US fails to win UN backing for statement criticizing Abbas

Kuwait objects to motion, arguing that PA president has apologized for saying that Holocaust was not caused by anti-Semitism, but rather by Jews’ ‘social behavior’

Palestinian Authority Mahmoud Abbas (C) chairs a Palestinian National Council meeting in Ramallah on April 30, 2018.
(AFP PHOTO / ABBAS MOMANI)
Palestinian Authority Mahmoud Abbas (C) chairs a Palestinian National Council meeting in Ramallah on April 30, 2018. (AFP PHOTO / ABBAS MOMANI)

UNITED NATIONS — The United States failed Friday to win United Nations Security Council backing for a statement rejecting as “unacceptable” remarks by Palestinian president Mahmud Abbas about Jews that included “vile anti-Semitic slurs.”

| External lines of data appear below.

use std::path::Path;
use std::sync::Arc;

use image::DynamicImage;
use ndarray::ArrayView4;
use serde::{Deserialize, Serialize};

use super::backend::ScoringBackend;
use super::error::ClassifierError;
use super::preprocess::Preprocessor;
use super::utils::argmax;
use crate::{LabelVocabulary, NutrientFacts, NutrientTable};

/// Serializable form of a classification result.
#[derive(Debug, Clone, PartialEq, Eq, Serialize, Deserialize)]
pub struct FoodPrediction {
    pub food: String,
    pub nutrients: NutrientFacts,
}

impl From<(String, NutrientFacts)> for FoodPrediction {
    fn from((food, nutrients): (String, NutrientFacts)) -> Self {
        Self { food, nutrients }
    }
}

/// A thread-safe food image classifier with nutrient lookup.
///
/// # Thread Safety
///
/// This type is `Send + Sync`: the backend, vocabulary and nutrient table are
/// immutable after construction and shared through `Arc`. Wrap the classifier
/// in an `Arc` to serve concurrent requests; no call takes a lock.
///
/// ```no_run
/// # fn main() -> Result<(), Box<dyn std::error::Error>> {
/// use foodlens::FoodClassifier;
/// use std::sync::Arc;
/// use std::thread;
///
/// let classifier = Arc::new(FoodClassifier::initialize(
///     "model/model.onnx",
///     "food-101/meta/classes.txt",
/// )?);
///
/// let classifier_clone = Arc::clone(&classifier);
/// thread::spawn(move || {
///     let (food, nutrients) = classifier_clone.classify_path("lunch.jpg").unwrap();
///     println!("{}: {}", food, nutrients.calories);
/// });
/// # Ok(())
/// # }
/// ```
#[derive(Debug)]
pub struct FoodClassifier {
    pub model_path: Option<String>,
    pub labels_path: Option<String>,
    pub(crate) backend: Arc<dyn ScoringBackend>,
    pub(crate) vocabulary: LabelVocabulary,
    pub(crate) nutrients: Arc<NutrientTable>,
    pub(crate) preprocessor: Preprocessor,
}

// Compile-time verification of thread-safety
const _: () = {
    fn assert_send_sync<T: Send + Sync>() {}
    fn verify_thread_safety() {
        assert_send_sync::<FoodClassifier>();
    }
};

impl FoodClassifier {
    /// Creates a new FoodClassifierBuilder for fluent construction
    pub fn builder() -> super::builder::FoodClassifierBuilder {
        super::builder::FoodClassifierBuilder::new()
    }

    /// Loads the weights and label list and returns a classifier ready to serve.
    ///
    /// Any error here is a startup failure; the classifier is never returned
    /// in a partially loaded state.
    pub fn initialize<P: AsRef<Path>, Q: AsRef<Path>>(
        weights_path: P,
        labels_path: Q,
    ) -> Result<Self, ClassifierError> {
        Self::builder()
            .with_labels(labels_path)?
            .with_model(weights_path)?
            .build()
    }

    /// Returns information about the classifier's current state
    pub fn info(&self) -> super::ClassifierInfo {
        super::ClassifierInfo {
            model_path: self.model_path.clone(),
            labels_path: self.labels_path.clone(),
            num_classes: self.vocabulary.len(),
            input_size: (self.preprocessor.config.height, self.preprocessor.config.width),
            nutrient_entries: self.nutrients.len(),
        }
    }

    pub fn vocabulary(&self) -> &LabelVocabulary {
        &self.vocabulary
    }

    pub fn nutrient_table(&self) -> &NutrientTable {
        &self.nutrients
    }

    pub fn preprocessor(&self) -> &Preprocessor {
        &self.preprocessor
    }

    /// Classifies encoded image bytes (JPEG, PNG, GIF, ...).
    ///
    /// # Errors
    /// - `ImageError` if the bytes cannot be decoded
    /// - `PredictionError` if the model fails or returns the wrong number of scores
    ///
    /// # Example
    /// ```no_run
    /// # fn main() -> Result<(), Box<dyn std::error::Error>> {
    /// # let classifier = foodlens::FoodClassifier::initialize("model/model.onnx", "classes.txt")?;
    /// let bytes = std::fs::read("upload.png")?;
    /// match classifier.classify_bytes(&bytes) {
    ///     Ok((food, nutrients)) => println!("{}: {:?}", food, nutrients),
    ///     Err(e) if e.is_invalid_input() => println!("Please upload a valid image"),
    ///     Err(e) => return Err(e.into()),
    /// }
    /// # Ok(())
    /// # }
    /// ```
    pub fn classify_bytes(&self, bytes: &[u8]) -> Result<(String, NutrientFacts), ClassifierError> {
        let image = self.preprocessor.decode(bytes)?;
        self.classify_image(&image)
    }

    /// Reads and classifies an image file. An unreadable file is an `ImageError`.
    pub fn classify_path<P: AsRef<Path>>(
        &self,
        path: P,
    ) -> Result<(String, NutrientFacts), ClassifierError> {
        let image = self.preprocessor.open(path.as_ref())?;
        self.classify_image(&image)
    }

    /// Classifies an already decoded image.
    pub fn classify_image(
        &self,
        image: &DynamicImage,
    ) -> Result<(String, NutrientFacts), ClassifierError> {
        let tensor = self.preprocessor.preprocess(image);
        let label = self.predict_label(tensor.view())?;
        let nutrients = self.nutrients.lookup(&label).clone();
        log::debug!("Classified image as '{}'", label);
        Ok((label, nutrients))
    }

    /// Runs the model on a preprocessed `[1, 3, H, W]` tensor and returns the
    /// highest-scoring label. NaN scores are ignored unless every score is NaN,
    /// in which case the first label is returned.
    pub fn predict_label(&self, input: ArrayView4<'_, f32>) -> Result<String, ClassifierError> {
        let (batch, channels, h, w) = input.dim();
        let expected = (self.preprocessor.config.height, self.preprocessor.config.width);
        if batch != 1 || channels != 3 || (h, w) != expected {
            return Err(ClassifierError::ValidationError(format!(
                "Input tensor has shape {:?}, expected [1, 3, {}, {}]",
                input.shape(),
                expected.0,
                expected.1
            )));
        }

        let scores = self.backend.scores(input)?;
        if scores.len() != self.vocabulary.len() {
            return Err(ClassifierError::PredictionError(format!(
                "Model returned {} scores for {} labels",
                scores.len(),
                self.vocabulary.len()
            )));
        }

        // Every score is NaN: the first class wins, as a plain max over the row would.
        let index = match argmax(&scores.to_vec()) {
            Some((index, _)) => index,
            None => {
                log::warn!("Model returned only NaN scores, falling back to the first class");
                0
            }
        };
        self.vocabulary
            .get(index)
            .map(str::to_string)
            .ok_or_else(|| ClassifierError::PredictionError(format!("Class index {} out of range", index)))
    }

    /// Same as [`classify_bytes`](Self::classify_bytes) but returns the serializable form.
    pub fn predict(&self, bytes: &[u8]) -> Result<FoodPrediction, ClassifierError> {
        self.classify_bytes(bytes).map(FoodPrediction::from)
    }
}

Kuwait, a non-permanent council member that represents the Arab Group of countries, objected to the draft statement, arguing that Abbas had already apologized and that it was one-sided, diplomats said.

The proposed statement expressed the council’s “serious concern” about Abbas’s remarks, which “included vile anti-Semitic slurs and baseless conspiracy theories, and do not serve the interests of the Palestinian people or peace in the Middle East.”

It called on him to “refrain from anti-Semitic comments.”

US Ambassador to the United Nations, Nikki Haley, arrives for a UN Security Council meeting, at United Nations Headquarters in New York, on April 14, 2018. (AFP PHOTO / HECTOR RETAMAL)

Security Council statements are adopted by consensus of all 15 members.

The Palestinian leader triggered global outrage after he suggested that hostility toward Jews in Europe was not linked to religious intolerance, but stemmed from their “social function related to banks and interests.”

Abbas made the remarks at a meeting of the Palestinian National Council on Monday, but on Friday he offered an apology and said he condemned the Holocaust “as the most heinous crime in history.”

Israeli Defense Minister Avigdor Lieberman immediately rejected the apology and said Abbas was a “pathetic Holocaust denier.”

US Ambassador Nikki Haley said the council’s failure to agree on the statement “only further undermines the UN’s credibility in addressing” the Israeli-Palestinian conflict.

“Disgusting anti-Semitic statements from the Palestinian leadership obviously undermine the prospects for Middle East peace,” she said.

Palestinian president Mahmoud Abbas gestures as he chairs a Palestinian National Council meeting in Ramallah on April 30, 2018. (AFP/Abbas Momani)

Abbas’s speech has been criticized as anti-Semitic by various political figures in Israel, including Prime Minister Benjamin Netanyahu, as well as US Ambassador to Israel David Friedman, the European Union and Germany, among others. The New York Times called for Abbas’s resignation in an editorial Wednesday.

The United Nations envoy for the Middle East, Nickolay Mladenov, on Wednesday accused Abbas of repeating “contemptuous anti-Semitic slurs.”

The incendiary content of Abbas’s speech, which was reported by The Times of Israel late Monday night, was not included in the official Palestinian news agency’s English press release about his address or in most initial international coverage of it.

Prior to his apology Friday, his senior aide Saeb Erekat sought to claim his words had been distorted by Israel.

Abbas touched on a number of anti-Semitic conspiracy theories during what he called a “history lesson,” as he sought to prove the 3,000-year-old Jewish connection to the Land of Israel is false.

He said, “Their narrative about coming to this country because of their longing for Zion, or whatever — we’re tired of hearing this. The truth is that this is a colonialist enterprise, aimed at planting a foreign body in this region.”

“Those who sought a Jewish state weren’t Jews,” Abbas said, repeating a claim he made in January when he said that the State of Israel was formed as “a colonial project that has nothing to do with Judaism” to safeguard European interests.

“From the 11th century until the Holocaust that took place in Germany, those Jews — who moved to Western and Eastern Europe — were subjected to a massacre every 10 to 15 years,” he said. “But why did this happen? They say ‘it is because we are Jews.’”

The “proof” that it was not because they were Jews, he asserted, “is that there were Jews in Arab countries. Why wasn’t there ever one incident against Jews because they’re Jews?” he asked. “Not even once. Do you think I’m exaggerating? I challenge you [to find] even one indecent act against Jews in over 1,400 years — because they were Jews in Arab lands.”

The Palestinian leader has a history of Holocaust denial. His 1982 doctoral dissertation was titled “The Other Side: the Secret Relationship Between Nazism and Zionism,” and he has in the past been accused of denying the scope of the Holocaust. The dissertation reportedly claimed that the six million figure of Holocaust victims was hugely exaggerated and that Zionist leaders cooperated with the Nazis.